- **Work to be completed**
Among the entries below, how many lines have the word "Builds"? Answer only with the number.
*** Opening of Source material ***
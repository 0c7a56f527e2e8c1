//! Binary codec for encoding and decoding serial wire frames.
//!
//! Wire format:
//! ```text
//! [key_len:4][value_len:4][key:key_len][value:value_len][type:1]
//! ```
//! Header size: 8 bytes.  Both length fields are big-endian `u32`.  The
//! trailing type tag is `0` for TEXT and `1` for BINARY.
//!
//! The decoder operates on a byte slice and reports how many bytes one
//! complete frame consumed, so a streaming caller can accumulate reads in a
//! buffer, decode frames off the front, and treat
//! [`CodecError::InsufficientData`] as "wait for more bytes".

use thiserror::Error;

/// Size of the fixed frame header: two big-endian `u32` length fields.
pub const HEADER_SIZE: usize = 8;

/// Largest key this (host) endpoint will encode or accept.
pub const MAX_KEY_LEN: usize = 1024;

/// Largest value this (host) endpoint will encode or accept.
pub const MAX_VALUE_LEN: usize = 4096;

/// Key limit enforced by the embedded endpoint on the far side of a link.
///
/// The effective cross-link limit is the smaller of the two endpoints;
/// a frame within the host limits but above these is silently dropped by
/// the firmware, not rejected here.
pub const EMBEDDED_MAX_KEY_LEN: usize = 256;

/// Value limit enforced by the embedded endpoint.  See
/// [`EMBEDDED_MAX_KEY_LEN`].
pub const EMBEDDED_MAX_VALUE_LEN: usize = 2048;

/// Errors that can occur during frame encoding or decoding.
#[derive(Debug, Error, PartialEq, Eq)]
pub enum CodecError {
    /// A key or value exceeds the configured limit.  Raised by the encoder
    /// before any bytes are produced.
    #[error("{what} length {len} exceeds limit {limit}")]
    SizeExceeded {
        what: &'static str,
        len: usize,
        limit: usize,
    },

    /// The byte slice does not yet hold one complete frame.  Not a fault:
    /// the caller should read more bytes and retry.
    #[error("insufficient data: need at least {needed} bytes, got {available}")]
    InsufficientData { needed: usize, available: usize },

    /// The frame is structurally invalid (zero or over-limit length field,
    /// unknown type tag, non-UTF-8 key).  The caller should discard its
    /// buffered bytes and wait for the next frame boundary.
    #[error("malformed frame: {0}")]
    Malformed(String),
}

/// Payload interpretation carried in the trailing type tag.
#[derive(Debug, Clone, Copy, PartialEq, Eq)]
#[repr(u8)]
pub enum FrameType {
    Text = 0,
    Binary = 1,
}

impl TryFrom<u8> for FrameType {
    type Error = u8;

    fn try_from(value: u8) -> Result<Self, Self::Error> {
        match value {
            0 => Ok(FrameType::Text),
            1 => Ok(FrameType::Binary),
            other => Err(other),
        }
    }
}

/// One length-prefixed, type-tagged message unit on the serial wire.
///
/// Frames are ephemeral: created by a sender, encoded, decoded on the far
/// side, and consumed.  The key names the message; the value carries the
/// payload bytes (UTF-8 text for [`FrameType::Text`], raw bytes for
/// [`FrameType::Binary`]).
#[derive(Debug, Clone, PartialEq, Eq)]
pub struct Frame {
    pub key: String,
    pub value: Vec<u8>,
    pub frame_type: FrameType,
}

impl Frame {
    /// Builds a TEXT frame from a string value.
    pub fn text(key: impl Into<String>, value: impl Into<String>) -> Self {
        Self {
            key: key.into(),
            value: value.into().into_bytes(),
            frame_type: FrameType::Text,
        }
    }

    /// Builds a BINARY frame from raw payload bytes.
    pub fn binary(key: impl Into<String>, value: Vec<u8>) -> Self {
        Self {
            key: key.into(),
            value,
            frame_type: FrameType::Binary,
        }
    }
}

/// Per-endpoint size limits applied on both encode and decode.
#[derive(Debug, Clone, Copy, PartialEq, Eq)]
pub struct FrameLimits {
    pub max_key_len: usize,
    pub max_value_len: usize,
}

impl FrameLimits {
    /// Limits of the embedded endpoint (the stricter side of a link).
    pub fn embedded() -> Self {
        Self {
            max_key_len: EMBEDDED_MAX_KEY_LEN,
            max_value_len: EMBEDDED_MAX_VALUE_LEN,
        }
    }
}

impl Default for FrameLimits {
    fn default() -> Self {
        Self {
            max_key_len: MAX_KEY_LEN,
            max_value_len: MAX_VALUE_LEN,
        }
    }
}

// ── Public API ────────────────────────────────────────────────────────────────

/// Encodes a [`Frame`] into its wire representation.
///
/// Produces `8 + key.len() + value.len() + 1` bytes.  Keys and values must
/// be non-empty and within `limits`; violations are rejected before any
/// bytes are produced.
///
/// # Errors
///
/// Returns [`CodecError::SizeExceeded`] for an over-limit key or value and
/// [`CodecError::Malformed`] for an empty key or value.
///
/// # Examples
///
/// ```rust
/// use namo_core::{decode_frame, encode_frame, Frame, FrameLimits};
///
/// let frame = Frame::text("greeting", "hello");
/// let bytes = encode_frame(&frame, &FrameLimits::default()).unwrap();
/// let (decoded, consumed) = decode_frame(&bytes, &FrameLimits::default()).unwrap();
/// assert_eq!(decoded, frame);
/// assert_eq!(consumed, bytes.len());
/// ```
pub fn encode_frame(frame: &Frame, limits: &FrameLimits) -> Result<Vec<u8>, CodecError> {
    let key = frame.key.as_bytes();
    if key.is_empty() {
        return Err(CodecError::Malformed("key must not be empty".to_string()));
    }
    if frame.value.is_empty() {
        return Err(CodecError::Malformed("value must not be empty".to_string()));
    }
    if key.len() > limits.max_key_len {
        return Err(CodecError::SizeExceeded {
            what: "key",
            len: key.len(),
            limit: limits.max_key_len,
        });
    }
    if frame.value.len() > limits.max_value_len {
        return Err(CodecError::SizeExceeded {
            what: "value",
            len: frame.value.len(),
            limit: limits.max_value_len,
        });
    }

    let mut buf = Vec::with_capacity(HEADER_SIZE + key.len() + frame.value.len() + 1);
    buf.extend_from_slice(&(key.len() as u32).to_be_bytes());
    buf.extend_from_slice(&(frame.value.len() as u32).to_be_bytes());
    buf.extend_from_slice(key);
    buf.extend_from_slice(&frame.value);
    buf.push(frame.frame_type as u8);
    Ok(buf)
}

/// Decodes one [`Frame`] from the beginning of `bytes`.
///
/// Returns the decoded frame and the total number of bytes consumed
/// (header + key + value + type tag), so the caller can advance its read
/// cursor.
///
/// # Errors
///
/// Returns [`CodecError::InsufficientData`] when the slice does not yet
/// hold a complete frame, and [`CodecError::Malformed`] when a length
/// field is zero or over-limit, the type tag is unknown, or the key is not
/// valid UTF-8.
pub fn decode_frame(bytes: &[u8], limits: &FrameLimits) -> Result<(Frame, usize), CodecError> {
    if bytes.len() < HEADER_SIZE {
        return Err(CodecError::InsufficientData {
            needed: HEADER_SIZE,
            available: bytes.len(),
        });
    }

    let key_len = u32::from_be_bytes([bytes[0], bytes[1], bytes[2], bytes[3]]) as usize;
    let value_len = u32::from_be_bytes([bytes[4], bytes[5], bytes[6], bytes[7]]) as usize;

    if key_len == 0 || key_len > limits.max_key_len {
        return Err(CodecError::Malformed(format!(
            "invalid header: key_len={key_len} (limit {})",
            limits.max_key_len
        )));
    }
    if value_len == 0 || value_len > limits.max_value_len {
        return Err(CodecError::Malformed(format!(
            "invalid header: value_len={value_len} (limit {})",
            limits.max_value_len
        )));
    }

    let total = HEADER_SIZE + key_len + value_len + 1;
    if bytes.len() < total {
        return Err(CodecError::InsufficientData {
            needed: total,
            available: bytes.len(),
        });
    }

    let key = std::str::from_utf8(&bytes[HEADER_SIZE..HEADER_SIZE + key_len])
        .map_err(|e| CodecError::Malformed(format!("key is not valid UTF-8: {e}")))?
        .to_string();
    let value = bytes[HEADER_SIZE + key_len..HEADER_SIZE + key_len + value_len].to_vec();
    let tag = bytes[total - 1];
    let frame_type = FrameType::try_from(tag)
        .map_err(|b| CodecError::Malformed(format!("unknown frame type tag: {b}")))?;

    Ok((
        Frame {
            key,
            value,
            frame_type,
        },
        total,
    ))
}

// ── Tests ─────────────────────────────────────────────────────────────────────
*** Close of Source material ***
- **Reply to the exercise**
2